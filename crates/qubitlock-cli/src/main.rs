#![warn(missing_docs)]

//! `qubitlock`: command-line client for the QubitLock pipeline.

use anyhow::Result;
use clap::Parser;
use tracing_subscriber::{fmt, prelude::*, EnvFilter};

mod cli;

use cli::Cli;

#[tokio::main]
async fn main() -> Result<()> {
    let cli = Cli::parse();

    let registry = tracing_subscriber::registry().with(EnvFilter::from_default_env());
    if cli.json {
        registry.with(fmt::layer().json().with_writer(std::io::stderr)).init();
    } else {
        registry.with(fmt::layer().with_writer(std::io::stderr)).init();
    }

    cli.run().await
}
* * *
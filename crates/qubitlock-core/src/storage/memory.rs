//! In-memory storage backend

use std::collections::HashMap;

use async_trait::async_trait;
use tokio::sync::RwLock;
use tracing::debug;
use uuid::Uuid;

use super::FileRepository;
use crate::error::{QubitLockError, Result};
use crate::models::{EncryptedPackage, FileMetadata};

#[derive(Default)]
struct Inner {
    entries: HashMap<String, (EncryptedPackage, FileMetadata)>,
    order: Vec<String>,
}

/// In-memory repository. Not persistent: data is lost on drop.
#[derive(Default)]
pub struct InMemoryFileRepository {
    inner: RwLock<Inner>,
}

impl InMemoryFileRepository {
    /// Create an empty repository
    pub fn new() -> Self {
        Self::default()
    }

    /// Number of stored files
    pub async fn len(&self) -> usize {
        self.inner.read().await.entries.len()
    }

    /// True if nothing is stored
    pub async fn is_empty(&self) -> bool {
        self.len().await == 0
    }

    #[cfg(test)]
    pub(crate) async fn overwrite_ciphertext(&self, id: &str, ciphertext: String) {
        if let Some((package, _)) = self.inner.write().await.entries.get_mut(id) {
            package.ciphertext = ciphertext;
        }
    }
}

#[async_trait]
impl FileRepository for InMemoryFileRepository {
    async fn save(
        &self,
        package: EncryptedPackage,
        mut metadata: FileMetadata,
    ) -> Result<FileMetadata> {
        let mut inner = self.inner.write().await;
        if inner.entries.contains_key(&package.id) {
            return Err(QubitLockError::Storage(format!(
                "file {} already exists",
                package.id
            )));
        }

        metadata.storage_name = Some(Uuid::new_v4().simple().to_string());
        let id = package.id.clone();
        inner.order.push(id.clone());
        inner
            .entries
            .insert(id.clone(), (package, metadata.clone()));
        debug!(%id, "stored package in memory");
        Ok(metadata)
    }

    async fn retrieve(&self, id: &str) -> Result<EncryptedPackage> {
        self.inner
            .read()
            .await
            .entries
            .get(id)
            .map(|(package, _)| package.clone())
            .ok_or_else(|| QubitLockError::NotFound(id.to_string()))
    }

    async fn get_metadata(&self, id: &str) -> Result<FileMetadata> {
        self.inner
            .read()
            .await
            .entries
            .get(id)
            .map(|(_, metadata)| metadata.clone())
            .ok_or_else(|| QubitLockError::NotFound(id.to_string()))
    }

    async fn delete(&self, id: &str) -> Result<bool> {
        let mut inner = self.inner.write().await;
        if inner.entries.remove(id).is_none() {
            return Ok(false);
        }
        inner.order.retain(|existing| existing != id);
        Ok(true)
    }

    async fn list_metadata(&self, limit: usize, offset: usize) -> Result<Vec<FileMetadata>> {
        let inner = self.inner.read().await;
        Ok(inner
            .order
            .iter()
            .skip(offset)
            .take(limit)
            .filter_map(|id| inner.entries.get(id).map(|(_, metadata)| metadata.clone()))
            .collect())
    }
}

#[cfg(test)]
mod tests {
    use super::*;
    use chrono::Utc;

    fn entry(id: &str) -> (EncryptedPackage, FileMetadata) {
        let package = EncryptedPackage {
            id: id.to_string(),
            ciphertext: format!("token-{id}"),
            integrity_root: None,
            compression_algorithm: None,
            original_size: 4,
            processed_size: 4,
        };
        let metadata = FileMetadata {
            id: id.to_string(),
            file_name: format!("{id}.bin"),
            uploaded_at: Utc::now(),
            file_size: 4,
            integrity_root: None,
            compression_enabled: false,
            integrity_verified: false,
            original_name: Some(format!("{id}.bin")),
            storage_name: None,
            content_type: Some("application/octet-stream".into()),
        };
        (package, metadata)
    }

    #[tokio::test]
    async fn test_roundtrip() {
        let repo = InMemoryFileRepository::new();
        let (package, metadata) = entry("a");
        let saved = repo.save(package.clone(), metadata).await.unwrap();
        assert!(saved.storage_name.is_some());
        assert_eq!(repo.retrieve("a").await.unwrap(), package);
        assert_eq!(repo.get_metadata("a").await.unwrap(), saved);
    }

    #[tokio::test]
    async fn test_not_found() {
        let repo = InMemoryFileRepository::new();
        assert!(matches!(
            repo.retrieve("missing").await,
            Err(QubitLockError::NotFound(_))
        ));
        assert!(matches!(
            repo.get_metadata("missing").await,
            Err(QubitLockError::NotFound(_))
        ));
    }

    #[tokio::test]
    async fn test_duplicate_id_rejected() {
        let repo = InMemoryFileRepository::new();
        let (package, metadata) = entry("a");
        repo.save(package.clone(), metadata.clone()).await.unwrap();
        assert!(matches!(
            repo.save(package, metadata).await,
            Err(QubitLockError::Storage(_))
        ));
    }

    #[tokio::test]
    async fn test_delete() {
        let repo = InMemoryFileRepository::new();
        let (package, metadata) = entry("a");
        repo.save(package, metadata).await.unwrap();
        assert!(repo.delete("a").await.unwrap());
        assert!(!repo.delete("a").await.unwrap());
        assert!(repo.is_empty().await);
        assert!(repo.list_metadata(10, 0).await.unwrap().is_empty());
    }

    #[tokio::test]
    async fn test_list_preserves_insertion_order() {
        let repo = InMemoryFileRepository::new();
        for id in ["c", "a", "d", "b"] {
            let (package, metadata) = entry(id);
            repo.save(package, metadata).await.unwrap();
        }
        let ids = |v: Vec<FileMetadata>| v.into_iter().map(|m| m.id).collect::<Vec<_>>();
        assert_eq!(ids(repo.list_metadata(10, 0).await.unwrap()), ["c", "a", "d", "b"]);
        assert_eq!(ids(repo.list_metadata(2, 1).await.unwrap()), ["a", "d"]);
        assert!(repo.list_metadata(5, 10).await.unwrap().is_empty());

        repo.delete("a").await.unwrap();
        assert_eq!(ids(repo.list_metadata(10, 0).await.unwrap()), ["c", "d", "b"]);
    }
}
==
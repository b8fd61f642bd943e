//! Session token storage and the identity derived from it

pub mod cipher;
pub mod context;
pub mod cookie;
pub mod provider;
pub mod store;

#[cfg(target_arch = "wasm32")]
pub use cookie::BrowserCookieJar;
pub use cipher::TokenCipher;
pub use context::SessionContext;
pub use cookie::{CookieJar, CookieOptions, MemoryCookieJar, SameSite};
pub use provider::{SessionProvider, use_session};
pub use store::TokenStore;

_Description of the task_. Copy the records above exactly, beginning at the line that contains "filename crates/qubitlock-cli/src/main.rs" and stopping after the line that contains "async fn main()".

_Problem solution_.
filename crates/qubitlock-cli/src/main.rs
#![warn(missing_docs)]

//! `qubitlock`: command-line client for the QubitLock pipeline.

use anyhow::Result;
use clap::Parser;
use tracing_subscriber::{fmt, prelude::*, EnvFilter};

mod cli;

use cli::Cli;

#[tokio::main]
async fn main() -> Result<()> {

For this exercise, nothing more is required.